Why must I serve as the grim reaper today? Because tomorrow they will be bigger—look more like their grown-up future selves. That—I couldn’t bear. I stop, envisioning what they may look like today. Eyes closed with delicate skin covering their bulging sockets—hiding me from them and them from their fate. Damn, their fate! What will it be? I cannot break their necks. If I touch their naked skin I will fall to the ground or simply explode in the grief of my task. I cannot touch their new skin—stretching between limbs conveying their future form and current helpless state.
I’ve seen others kill casually—simply an artifact of the day. (Our cause is just.) They scoop them from sleep to death with a flick of their wrist. But I cannot do it. I loathe my weakness as I cast into my mind for another way—a way in which the killing stains me less. Could I crush them? God, no. My eyes find the neighbors’ pond. Drowning?
The world is filled with unwilling migrants; people, plants, other animals. With climate and resources shifting, new tenants constantly arrive on lands originally inhabited by others. They make new homes, form new alliances. But these birds, soon to be soft brown bundles, if left to their own devices will disallow bluebirds in our neighborhood. My quarrel is not with them. It’s with the damn fools who long ago transferred them here from Europe. They wanted a little piece of home. A costly comfort. The unintended consequences, so painless for them, brought my revulsion today and trouble for the bluebirds. Lack of thought for larger webs of life diminish these flashes of cobalt backs and rosy chests here, and native fish where Asian Carp now swim, and all life where gluttonous goats were brought to the Galapagos.
I’m squatting; head sizzling with the tangle of preservation mores and basic morality. Morality, I wonder, how did that get here? Easily, I answer. I am about to become a killer—a murderer. The sun presses my jacket a little uncomfortably.
What hypocrisy. I’m responsible for death almost every day as I slice up chicken on salad, brown turkey for chili. Why is this so difficult? Just do it, I admonish myself. Quicker is better. If I pull out the nest and hurl it into the water, at least the frogs will dine well. There will be no waste. That feels important. And it will mean I won’t have to break their necks—to touch them—connect with them personally.
I stand again and pull my feet forward to the bluebird box—one of the boxes my daughter made when she was young. I sense my face—lips curling, nose scrunching in abject abhorrence of what I’m about to do.
I pull out the nail that frees the door and it pops open. The infant English sparrows stir in anticipation of food from their mother. I am a mother. I thrust two gray sticks into the sloppy nest beneath them and pull. English sparrows are so unkempt with their homes. Slowly, so no one drops to the ground, I pull the babies out—still tucked in their bed.

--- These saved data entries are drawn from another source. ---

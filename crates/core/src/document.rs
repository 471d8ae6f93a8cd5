//! Document value types.
//!
//! A document starts life as an ingested [`Document`], is split into chunks
//! and indexed, comes back from similarity search as a [`ScoredDocument`],
//! and is finally rewritten into an [`AnnotatedDocument`] right before it is
//! placed into a prompt.

use serde::{Deserialize, Serialize};
use serde_json::Value;

use crate::error::RetrievalError;

/// Ordered string-keyed metadata attached to every document.
pub type Metadata = serde_json::Map<String, Value>;

/// Metadata key under which the vector index stamps the query distance.
pub const DISTANCE_KEY: &str = "distance";

/// Metadata key holding a chunk's unique index key, `"{id}_{chunk_index}"`.
pub const DOC_ID_KEY: &str = "doc_id";

/// A document fetched from a platform, before chunking and indexing.
#[derive(Debug, Clone, PartialEq, Serialize, Deserialize)]
pub struct Document {
    pub content: String,
    #[serde(default)]
    pub metadata: Metadata,
}

impl Document {
    pub fn new(content: impl Into<String>, metadata: Metadata) -> Self {
        Self {
            content: content.into(),
            metadata,
        }
    }

    /// The platform identifier stored under `id`, rendered as a string.
    ///
    /// Returns an empty string when the document carries no `id`.
    pub fn id(&self) -> String {
        metadata_string(&self.metadata, "id")
    }

    /// The chunk key stamped by the chunker, or an empty string.
    pub fn doc_id(&self) -> String {
        metadata_string(&self.metadata, DOC_ID_KEY)
    }
}

fn metadata_string(metadata: &Metadata, key: &str) -> String {
    match metadata.get(key) {
        Some(Value::String(s)) => s.clone(),
        Some(Value::Null) | None => String::new(),
        Some(other) => other.to_string(),
    }
}

/// One similarity-search hit.
///
/// The distance lives in `metadata["distance"]`; lower means more similar.
#[derive(Debug, Clone, PartialEq, Serialize, Deserialize)]
pub struct ScoredDocument {
    pub content: String,
    #[serde(default)]
    pub metadata: Metadata,
}

impl ScoredDocument {
    pub fn new(content: impl Into<String>, metadata: Metadata) -> Self {
        Self {
            content: content.into(),
            metadata,
        }
    }

    /// Build a hit and stamp its distance in one step.
    pub fn with_distance(content: impl Into<String>, mut metadata: Metadata, distance: f64) -> Self {
        metadata.insert(DISTANCE_KEY.into(), Value::from(distance));
        Self::new(content, metadata)
    }

    /// Read the stamped distance.
    ///
    /// `Ok(None)` when the key is absent. `index` is the document's position
    /// in its result set and is only used for error reporting.
    pub fn distance(&self, index: usize) -> Result<Option<f64>, RetrievalError> {
        let Some(raw) = self.metadata.get(DISTANCE_KEY) else {
            return Ok(None);
        };
        let value = raw.as_f64().ok_or_else(|| RetrievalError::InvalidDistance {
            index,
            reason: format!("expected a number, found {raw}"),
        })?;
        if !value.is_finite() || value < 0.0 {
            return Err(RetrievalError::InvalidDistance {
                index,
                reason: format!("{value} is not a non-negative finite number"),
            });
        }
        Ok(Some(value))
    }

    /// Embed the metadata into the content for prompt inclusion.
    pub fn annotate(self) -> AnnotatedDocument {
        AnnotatedDocument {
            content: annotate_content(&self.content, &self.metadata),
            metadata: self.metadata,
        }
    }
}

/// A document whose content carries its own metadata as a textual prefix.
///
/// Prompt builders only forward the content, so the metadata (author, url,
/// distance) would otherwise never reach the model.
#[derive(Debug, Clone, PartialEq, Serialize, Deserialize)]
pub struct AnnotatedDocument {
    pub content: String,
    pub metadata: Metadata,
}

/// Render `"Metadata: {metadata}\nContent: {content}"`.
///
/// Metadata is rendered as a compact JSON object.
pub fn annotate_content(content: &str, metadata: &Metadata) -> String {
    format!(
        "Metadata: {}\nContent: {}",
        Value::Object(metadata.clone()),
        content
    )
}
//! Embedders used by the vector index.

use async_trait::async_trait;
use buddybot_core::error::StoreError;
use buddybot_core::provider::{EmbeddingRequest, Provider};
use buddybot_core::store::Embedder;
use std::collections::hash_map::DefaultHasher;
use std::hash::{Hash, Hasher};
use std::sync::Arc;

/// Deterministic bag-of-words embedder using the hashing trick.
///
/// Each lowercase alphanumeric token is hashed into one of `dimension`
/// buckets with a hash-derived sign, and the result is normalized to a unit
/// vector. Texts sharing vocabulary land close together, which is enough for
/// offline use and reproducible tests.
#[derive(Debug, Clone)]
pub struct HashingEmbedder {
    dimension: usize,
}

impl HashingEmbedder {
    pub fn new(dimension: usize) -> Self {
        Self {
            dimension: dimension.max(1),
        }
    }

    pub fn dimension(&self) -> usize {
        self.dimension
    }

    fn generate_embedding(&self, text: &str) -> Vec<f32> {
        let mut embedding = vec![0.0f32; self.dimension];

        for token in text
            .split(|c: char| !c.is_alphanumeric())
            .filter(|t| !t.is_empty())
        {
            let mut hasher = DefaultHasher::new();
            token.to_lowercase().hash(&mut hasher);
            let hash = hasher.finish();

            let bucket = (hash % self.dimension as u64) as usize;
            let sign = if (hash >> 63) == 0 { 1.0 } else { -1.0 };
            embedding[bucket] += sign;
        }

        // Normalize to unit vector
        let norm: f32 = embedding.iter().map(|x| x * x).sum::<f32>().sqrt();
        if norm > 0.0 {
            for v in &mut embedding {
                *v /= norm;
            }
        }

        embedding
    }
}

impl Default for HashingEmbedder {
    fn default() -> Self {
        Self::new(256)
    }
}

#[async_trait]
impl Embedder for HashingEmbedder {
    fn name(&self) -> &str {
        "hashing"
    }

    async fn embed(&self, texts: &[String]) -> Result<Vec<Vec<f32>>, StoreError> {
        Ok(texts.iter().map(|t| self.generate_embedding(t)).collect())
    }
}

/// Embedder backed by the LLM provider's embeddings endpoint.
pub struct ProviderEmbedder {
    provider: Arc<dyn Provider>,
    model: String,
    batch_size: usize,
}

impl ProviderEmbedder {
    pub fn new(provider: Arc<dyn Provider>, model: impl Into<String>) -> Self {
        Self {
            provider,
            model: model.into(),
            batch_size: 64,
        }
    }

    pub fn with_batch_size(mut self, batch_size: usize) -> Self {
        self.batch_size = batch_size.max(1);
        self
    }
}

#[async_trait]
impl Embedder for ProviderEmbedder {
    fn name(&self) -> &str {
        "provider"
    }

    async fn embed(&self, texts: &[String]) -> Result<Vec<Vec<f32>>, StoreError> {
        let mut embeddings = Vec::with_capacity(texts.len());

        for batch in texts.chunks(self.batch_size) {
            let response = self
                .provider
                .embed(EmbeddingRequest {
                    model: self.model.clone(),
                    inputs: batch.to_vec(),
                })
                .await
                .map_err(|e| StoreError::EmbeddingFailed(e.to_string()))?;

            if response.embeddings.len() != batch.len() {
                return Err(StoreError::EmbeddingFailed(format!(
                    "expected {} embeddings, got {}",
                    batch.len(),
                    response.embeddings.len()
                )));
            }
            embeddings.extend(response.embeddings);
        }

        Ok(embeddings)
    }
}

#[cfg(test)]
mod tests {
    use super::*;
    use crate::vector::squared_l2_distance;
    use buddybot_core::error::ProviderError;
    use buddybot_core::provider::{EmbeddingResponse, ProviderRequest, ProviderResponse};
    use std::sync::atomic::{AtomicUsize, Ordering};

    #[tokio::test]
    async fn hashing_is_deterministic_and_normalized() {
        let embedder = HashingEmbedder::new(64);
        let texts = vec!["Deploy the billing service".to_string()];
        let a = embedder.embed(&texts).await.unwrap();
        let b = embedder.embed(&texts).await.unwrap();
        assert_eq!(a, b);
        assert_eq!(a[0].len(), 64);
        let norm: f32 = a[0].iter().map(|x| x * x).sum::<f32>().sqrt();
        assert!((norm - 1.0).abs() < 1e-5);
    }

    #[tokio::test]
    async fn shared_vocabulary_is_closer() {
        let embedder = HashingEmbedder::default();
        let texts = vec![
            "how do I rotate the database password".to_string(),
            "rotate the database password every month".to_string(),
            "quarterly marketing newsletter draft".to_string(),
        ];
        let v = embedder.embed(&texts).await.unwrap();
        assert!(squared_l2_distance(&v[0], &v[1]) < squared_l2_distance(&v[0], &v[2]));
    }

    #[tokio::test]
    async fn empty_text_is_zero_vector() {
        let embedder = HashingEmbedder::new(8);
        let v = embedder.embed(&[String::new()]).await.unwrap();
        assert!(v[0].iter().all(|x| *x == 0.0));
    }

    struct CountingProvider {
        calls: AtomicUsize,
        fail: bool,
    }

    #[async_trait]
    impl Provider for CountingProvider {
        fn name(&self) -> &str {
            "counting"
        }

        async fn complete(&self, _request: ProviderRequest) -> Result<ProviderResponse, ProviderError> {
            Err(ProviderError::NotConfigured("no completions".into()))
        }

        async fn embed(&self, request: EmbeddingRequest) -> Result<EmbeddingResponse, ProviderError> {
            self.calls.fetch_add(1, Ordering::SeqCst);
            if self.fail {
                return Err(ProviderError::Network("connection reset".into()));
            }
            Ok(EmbeddingResponse {
                embeddings: request.inputs.iter().map(|t| vec![t.len() as f32, 1.0]).collect(),
                model: request.model,
            })
        }
    }

    #[tokio::test]
    async fn provider_embedder_batches_requests() {
        let provider = Arc::new(CountingProvider {
            calls: AtomicUsize::new(0),
            fail: false,
        });
        let embedder = ProviderEmbedder::new(provider.clone(), "m").with_batch_size(2);
        let texts: Vec<String> = (0..5).map(|i| "x".repeat(i)).collect();
        let v = embedder.embed(&texts).await.unwrap();
        assert_eq!(v.len(), 5);
        assert_eq!(v[3], vec![3.0, 1.0]);
        assert_eq!(provider.calls.load(Ordering::SeqCst), 3);
    }

    #[tokio::test]
    async fn provider_failure_is_embedding_failed() {
        let provider = Arc::new(CountingProvider {
            calls: AtomicUsize::new(0),
            fail: true,
        });
        let embedder = ProviderEmbedder::new(provider, "m");
        let err = embedder.embed(&["a".to_string()]).await.unwrap_err();
        assert!(matches!(err, StoreError::EmbeddingFailed(_)));
    }
}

I cover the distance to the pond watching their wobbly necks rake to and fro, mouths automatically opening for food. Into the pond—I push the sticks away from me into the waiting air and watch them splash down.
I turn on my heel; but not quickly enough to avoid seeing the frantic flapping of naked half-formed wings as the little ones begin to sink. I am sick to my stomach. I’m a naturalist. This is ridiculous. I dry heave into the half-green, half brown fescue and little bluestem. Seed heads wave goodbye in the slight breeze.